Une fresque insultant la police sur un bâtiment municipal à Amiens

Mon attention a été attirée avec stupéfaction sur la fresque qui orne, depuis plusieurs jours déjà, les murs de La Briqueterie, bâtiment appartenant à la mairie d’Amiens qui héberge l’association culturelle du même nom.

Y sont distinctement représentés des policiers en mission dans un paysage urbain insurrectionnel, où un tas de pavés nage dans une marre de sang.

Les forces de l’ordre sont surnommées « Les forces de l’or » et un texte affirme : « LA VIE EST UNE MANIF, la france UNE VITRE, ET MOI un PAVÉ » (plus de photos en bas de l’article).

« All cops are bastards »

Surtout, il est inscrit « ACAB » dans l’encadrement de la porte, acronyme anglais d’origine skinhead signifiant « All cops are bastards » («Cops» veut dire «flics» ; je vous fais grâce du reste de la traduction…)

Je suis fortement attaché à la liberté d’expression et à la création artistique. Néanmoins, il est insupportable que de tels propos puissent se retrouver sur les murs d’un bâtiment public, mis à la disposition d’un collectif artistique largement financé avec nos impôts.

« Je suis attaché à la liberté d’expression et à la création artistique mais de tels propos sont inacceptables dans le contexte de black-blocs et sur un bâtiment public. »

Une telle situation est d’autant plus insupportable que nos forces de l’ordre, durement mobilisées depuis des mois, doivent faire face à des agressions de plus en plus violentes de la part, notamment, des black blocs. Je note, d’ailleurs, que c’est sans doute en référence à ce phénomène que le mot « BLACK » est également inscrit sur le dessus de la fresque.

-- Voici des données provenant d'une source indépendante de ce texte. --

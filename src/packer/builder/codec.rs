//! External LZMA codec.
//!
//! The codec is invoked as `codec e <in> <out>` on two fixed-name files in
//! the working directory. Both files are removed once the codec has run,
//! whether it succeeded or not.

use crate::packer::error::{Error, ErrorExt, Result};
use std::path::PathBuf;
use std::process::Command;

/// Interchange file handed to the codec.
pub const CODEC_INPUT: &str = "rubysfx-codec.in";
/// File the codec writes its output to.
pub const CODEC_OUTPUT: &str = "rubysfx-codec.out";

/// Compresses one buffer at a time through an external program.
#[derive(Debug, Clone)]
pub struct ExternalCodec {
    program: PathBuf,
    work_dir: PathBuf,
}

impl ExternalCodec {
    pub fn new(program: impl Into<PathBuf>, work_dir: impl Into<PathBuf>) -> Self {
        Self {
            program: program.into(),
            work_dir: work_dir.into(),
        }
    }

    /// Compress `data` as one unit.
    pub fn compress(&self, data: &[u8]) -> Result<Vec<u8>> {
        let input = self.work_dir.join(CODEC_INPUT);
        let output = self.work_dir.join(CODEC_OUTPUT);
        let _cleanup = InterchangeFiles([input.clone(), output.clone()]);

        std::fs::write(&input, data).fs_context("writing codec input", &input)?;

        log::debug!(
            "Running {} e {} {}",
            self.program.display(),
            input.display(),
            output.display()
        );
        let result = Command::new(&self.program)
            .arg("e")
            .arg(&input)
            .arg(&output)
            .output()
            .map_err(|error| Error::CommandFailed {
                command: self.program.display().to_string(),
                error,
            })?;

        if !result.status.success() {
            log::debug!(
                "codec stderr: {}",
                String::from_utf8_lossy(&result.stderr).trim()
            );
            return Err(Error::ToolFailed {
                tool: self.program.display().to_string(),
                status: result.status.to_string(),
            });
        }

        let compressed = std::fs::read(&output).fs_context("reading codec output", &output)?;
        log::info!(
            "Compressed {} bytes to {} bytes",
            data.len(),
            compressed.len()
        );
        Ok(compressed)
    }
}

/// Removes the interchange files when dropped.
struct InterchangeFiles([PathBuf; 2]);

impl Drop for InterchangeFiles {
    fn drop(&mut self) {
        for path in &self.0 {
            if let Err(e) = std::fs::remove_file(path)
                && e.kind() != std::io::ErrorKind::NotFound
            {
                log::warn!("Failed to remove {}: {}", path.display(), e);
            }
        }
    }
}

#[cfg(all(test, unix))]
mod tests {
    use super::*;
    use std::os::unix::fs::PermissionsExt;
    use std::path::Path;

    fn script(dir: &Path, name: &str, body: &str) -> PathBuf {
        let path = dir.join(name);
        std::fs::write(&path, format!("#!/bin/sh\n{body}\n")).unwrap();
        std::fs::set_permissions(&path, std::fs::Permissions::from_mode(0o755)).unwrap();
        path
    }

    #[test]
    fn test_identity_codec_round_trip() {
        let dir = tempfile::tempdir().unwrap();
        let program = script(dir.path(), "codec", "cp \"$2\" \"$3\"");
        let codec = ExternalCodec::new(program, dir.path());

        assert_eq!(codec.compress(b"opcodes").unwrap(), b"opcodes");
        assert!(!dir.path().join(CODEC_INPUT).exists());
        assert!(!dir.path().join(CODEC_OUTPUT).exists());
    }

    #[test]
    fn test_failing_codec_cleans_up() {
        let dir = tempfile::tempdir().unwrap();
        let program = script(dir.path(), "codec", "exit 3");
        let codec = ExternalCodec::new(program, dir.path());

        assert!(matches!(
            codec.compress(b"opcodes"),
            Err(Error::ToolFailed { .. })
        ));
        assert!(!dir.path().join(CODEC_INPUT).exists());
    }

    #[test]
    fn test_missing_codec_is_launch_failure() {
        let dir = tempfile::tempdir().unwrap();
        let codec = ExternalCodec::new(dir.path().join("no-such-codec"), dir.path());
        assert!(matches!(
            codec.compress(b""),
            Err(Error::CommandFailed { .. })
        ));
    }
}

Il conviendra à l’ensemble des financeurs publics de La Briqueterie de s’interroger sur leur soutien à l’association.

Dans l’immédiat, j’ai demandé à la mairie d’Amiens, en qualité de propriétaire du bâtiment, d’effacer ou de faire remplacer la fresque sur laquelle je viens de l’alerter.


Mise à jour (le jeudi 2 mai à 17h30)

Dans un communiqué relayé sur ma publication Facebook sur le sujet, l’association La Briqueterie affirme que « des gaffitis apparaissent régulièrement (…) sans que nous établissions le moindre contact avec leurs auteurs. Ces peintures se font hors les murs, sans notre autorisation ou consultation, et bien souvent, en dehors de nos horaires de travail ou encore de notre présence dans l’enceinte de la structure. »

Cette défense de l’association appelle trois remarques de ma part :

  • il me semble, tout d’abord, qu’une telle fresque prend plusieurs jours pour être réalisée (mise à blanc du mur puis réalisation de la fresque) ;
  • il me semble, ensuite, que dès lors que le bâtiment est mis à disposition de l’association, elle a un devoir de surveillance et d’alerte rapide de la mairie en cas de dessins ou de propos injurieux ;
  • enfin, des témoins affirment que « les graffeurs avaient accès librement à l’intérieur du lieu » lors de la réalisation de la fresque, « dimanche 27 avril de 10h à 20h ».